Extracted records
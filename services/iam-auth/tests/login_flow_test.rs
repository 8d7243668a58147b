//! End-to-end login through `AuthService`

mod support;

use std::time::Duration;

use iam_auth::AuthError;
use iam_auth::auth::domain::events::AuditKind;
use iam_auth::shared::domain::entities::{ClientRecord, RecordStatus};
use support::*;
use warden_common::TenantId;

#[tokio::test]
async fn test_password_login_opens_one_session_and_audits_once() {
    let app = spawn_app();

    let result = app
        .module
        .auth
        .login(&password_body(TENANT, "alice", PASSWORD), &request())
        .await
        .expect("login");

    assert_eq!(result.tenant_id, TenantId::from(TENANT));
    assert_eq!(result.user_id, ALICE);
    assert_eq!(result.client_id, CLIENT);
    assert_eq!(
        sessions_of(&app, TENANT),
        vec![format!("{TENANT}:online_tokens:{}", result.access_token)]
    );

    app.module.shutdown().await;
    assert_eq!(app.audit.count_of(AuditKind::LoginSuccess), 1);
    let record = &app.audit.records()[0];
    assert_eq!(record.username, "alice");
    assert_eq!(record.ipaddr, "10.0.0.8");
    assert_eq!(record.client_key, "pc");
}

#[tokio::test]
async fn test_successful_login_records_last_login() {
    let app = spawn_app();
    app.module
        .auth
        .login(&password_body(TENANT, "alice", PASSWORD), &request())
        .await
        .expect("login");

    let alice = app.directories.users.get(ALICE).expect("alice");
    assert_eq!(alice.login_ip.as_deref(), Some("10.0.0.8"));
    assert!(alice.login_date.is_some());
}

#[tokio::test]
async fn test_disabled_tenant_is_rejected_before_credentials() {
    let app = spawn_app();
    app.directories
        .tenants
        .set_status(&TenantId::from(TENANT), RecordStatus::Disabled);

    let err = app
        .module
        .auth
        .login(&password_body(TENANT, "alice", PASSWORD), &request())
        .await
        .unwrap_err();

    assert!(matches!(err, AuthError::TenantDisabled(_)));
    assert!(sessions_of(&app, TENANT).is_empty());
    assert_eq!(
        app.module
            .login
            .failure_count(&TenantId::from(TENANT), "alice")
            .await
            .unwrap(),
        0
    );
}

#[tokio::test]
async fn test_unknown_tenant_is_rejected() {
    let app = spawn_app();
    let err = app
        .module
        .auth
        .login(&password_body("nope", "alice", PASSWORD), &request())
        .await
        .unwrap_err();
    assert!(matches!(err, AuthError::TenantNotFound(_)));
}

#[tokio::test]
async fn test_lockout_after_max_failures_even_with_correct_password() {
    let app = spawn_app();
    let wrong = password_body(TENANT, "alice", "wrong-password");

    for attempt in 1..=2 {
        let err = app.module.auth.login(&wrong, &request()).await.unwrap_err();
        match err {
            AuthError::InvalidCredentials {
                attempts, remaining, ..
            } => {
                assert_eq!(attempts, attempt);
                assert_eq!(remaining, 3 - attempt);
            }
            other => panic!("unexpected error: {other:?}"),
        }
    }

    let err = app.module.auth.login(&wrong, &request()).await.unwrap_err();
    assert!(matches!(err, AuthError::LockedOut { max_attempts: 3, .. }));

    let err = app
        .module
        .auth
        .login(&password_body(TENANT, "alice", PASSWORD), &request())
        .await
        .unwrap_err();
    assert!(matches!(err, AuthError::LockedOut { .. }));
    assert!(err.user_message().contains("10 minutes"));
    assert!(sessions_of(&app, TENANT).is_empty());

    app.module.shutdown().await;
    assert_eq!(app.audit.count_of(AuditKind::LoginFail), 4);
    assert_eq!(app.audit.count_of(AuditKind::LoginSuccess), 0);
}

#[tokio::test]
async fn test_unknown_user_counts_as_failure_with_same_message() {
    let app = spawn_app();

    let unknown = app
        .module
        .auth
        .login(&password_body(TENANT, "mallory", PASSWORD), &request())
        .await
        .unwrap_err();
    let wrong = app
        .module
        .auth
        .login(&password_body(TENANT, "alice", "wrong-password"), &request())
        .await
        .unwrap_err();

    assert_eq!(unknown.user_message(), wrong.user_message());
    assert_eq!(
        app.module
            .login
            .failure_count(&TenantId::from(TENANT), "mallory")
            .await
            .unwrap(),
        1
    );
}

#[tokio::test]
async fn test_success_clears_failure_counter() {
    let app = spawn_app();
    let tenant = TenantId::from(TENANT);

    let _ = app
        .module
        .auth
        .login(&password_body(TENANT, "alice", "wrong-password"), &request())
        .await;
    assert_eq!(app.module.login.failure_count(&tenant, "alice").await.unwrap(), 1);

    app.module
        .auth
        .login(&password_body(TENANT, "alice", PASSWORD), &request())
        .await
        .expect("login");
    assert_eq!(app.module.login.failure_count(&tenant, "alice").await.unwrap(), 0);
}

#[tokio::test]
async fn test_unlock_lifts_lockout() {
    let app = spawn_app();
    let tenant = TenantId::from(TENANT);
    for _ in 0..3 {
        let _ = app
            .module
            .auth
            .login(&password_body(TENANT, "alice", "wrong-password"), &request())
            .await;
    }

    app.module.auth.unlock(&tenant, "alice").await.expect("unlock");

    app.module
        .auth
        .login(&password_body(TENANT, "alice", PASSWORD), &request())
        .await
        .expect("login after unlock");
}

#[tokio::test]
async fn test_disabled_user_is_rejected_after_password_check() {
    let app = spawn_app();
    let mut alice = app.directories.users.get(ALICE).expect("alice");
    alice.status = RecordStatus::Disabled;
    app.directories.users.insert(alice);

    let err = app
        .module
        .auth
        .login(&password_body(TENANT, "alice", PASSWORD), &request())
        .await
        .unwrap_err();

    assert!(matches!(err, AuthError::UserDisabled(_)));
    assert!(sessions_of(&app, TENANT).is_empty());
    app.module.shutdown().await;
    assert_eq!(app.audit.count_of(AuditKind::LoginFail), 1);
}

#[tokio::test]
async fn test_grant_type_not_allowed_for_client() {
    let app = spawn_app();
    let body = serde_json::json!({
        "clientId": "mobile",
        "grantType": "password",
        "tenantId": TENANT,
        "username": "alice",
        "password": PASSWORD,
    })
    .to_string();

    let err = app.module.auth.login(&body, &request()).await.unwrap_err();
    assert!(matches!(err, AuthError::GrantTypeMismatch { .. }));
}

#[tokio::test]
async fn test_unknown_client_is_a_grant_type_mismatch() {
    let app = spawn_app();
    let body = serde_json::json!({
        "clientId": "ghost",
        "grantType": "password",
        "tenantId": TENANT,
    })
    .to_string();

    let err = app.module.auth.login(&body, &request()).await.unwrap_err();
    assert!(matches!(err, AuthError::GrantTypeMismatch { .. }));
}

#[tokio::test]
async fn test_blocked_client_is_rejected() {
    let app = spawn_app();
    app.directories.clients.insert(
        ClientRecord::new(CLIENT, "pc", &["password"])
            .with_status(RecordStatus::Disabled),
    );

    let err = app
        .module
        .auth
        .login(&password_body(TENANT, "alice", PASSWORD), &request())
        .await
        .unwrap_err();
    assert!(matches!(err, AuthError::ClientBlocked(_)));
}

#[tokio::test]
async fn test_grant_type_without_strategy_is_unknown() {
    let app = spawn_app();
    app.directories.clients.insert(
        ClientRecord::new("social", "pc", &["social"]),
    );
    let body = serde_json::json!({
        "clientId": "social",
        "grantType": "social",
        "tenantId": TENANT,
    })
    .to_string();

    let err = app.module.auth.login(&body, &request()).await.unwrap_err();
    assert!(matches!(err, AuthError::UnknownGrantType(ref g) if g == "social"));
}

#[tokio::test]
async fn test_malformed_body_is_invalid_request() {
    let app = spawn_app();
    let err = app.module.auth.login("{not json", &request()).await.unwrap_err();
    assert!(matches!(err, AuthError::InvalidRequest(_)));
}

#[tokio::test]
async fn test_sms_login_consumes_code() {
    let app = spawn_app();
    let code = app.module.captcha.issue("13800000000").await.unwrap();
    let body = serde_json::json!({
        "clientId": CLIENT,
        "grantType": "sms",
        "tenantId": TENANT,
        "phonenumber": "13800000000",
        "smsCode": code,
    })
    .to_string();

    let result = app.module.auth.login(&body, &request()).await.expect("sms login");
    assert_eq!(result.user_id, ALICE);

    // Code is single use.
    let err = app.module.auth.login(&body, &request()).await.unwrap_err();
    assert!(matches!(err, AuthError::CaptchaExpired));
}

#[tokio::test]
async fn test_email_login_with_wrong_code_counts_failure() {
    let app = spawn_app();
    app.module
        .captcha
        .store("alice@acme.test", "135790", Duration::from_secs(120))
        .await
        .unwrap();
    let body = serde_json::json!({
        "clientId": CLIENT,
        "grantType": "email",
        "tenantId": TENANT,
        "email": "alice@acme.test",
        "emailCode": "000000",
    })
    .to_string();

    let err = app.module.auth.login(&body, &request()).await.unwrap_err();
    assert!(matches!(err, AuthError::InvalidCredentials { attempts: 1, .. }));
    assert_eq!(
        app.module
            .login
            .failure_count(&TenantId::from(TENANT), "alice")
            .await
            .unwrap(),
        1
    );
}

#[tokio::test]
async fn test_captcha_required_when_enabled() {
    let mut config = config();
    config.captcha.enabled = true;
    let app = spawn_app_with(config);

    let err = app
        .module
        .auth
        .login(&password_body(TENANT, "alice", PASSWORD), &request())
        .await
        .unwrap_err();
    assert!(matches!(err, AuthError::CaptchaExpired));

    app.module
        .captcha
        .store("cap-1", "AbCd", Duration::from_secs(60))
        .await
        .unwrap();
    let body = serde_json::json!({
        "clientId": CLIENT,
        "grantType": "password",
        "tenantId": TENANT,
        "username": "alice",
        "password": PASSWORD,
        "code": "abcd",
        "uuid": "cap-1",
    })
    .to_string();
    app.module.auth.login(&body, &request()).await.expect("login with captcha");
}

## EXERCISE OBJECTIVE
The lines to return are those in the records above that hold the word "Duration".

## TASK RESULT
use std::time::Duration;
        .store("alice@acme.test", "135790", Duration::from_secs(120))
        .store("cap-1", "AbCd", Duration::from_secs(60))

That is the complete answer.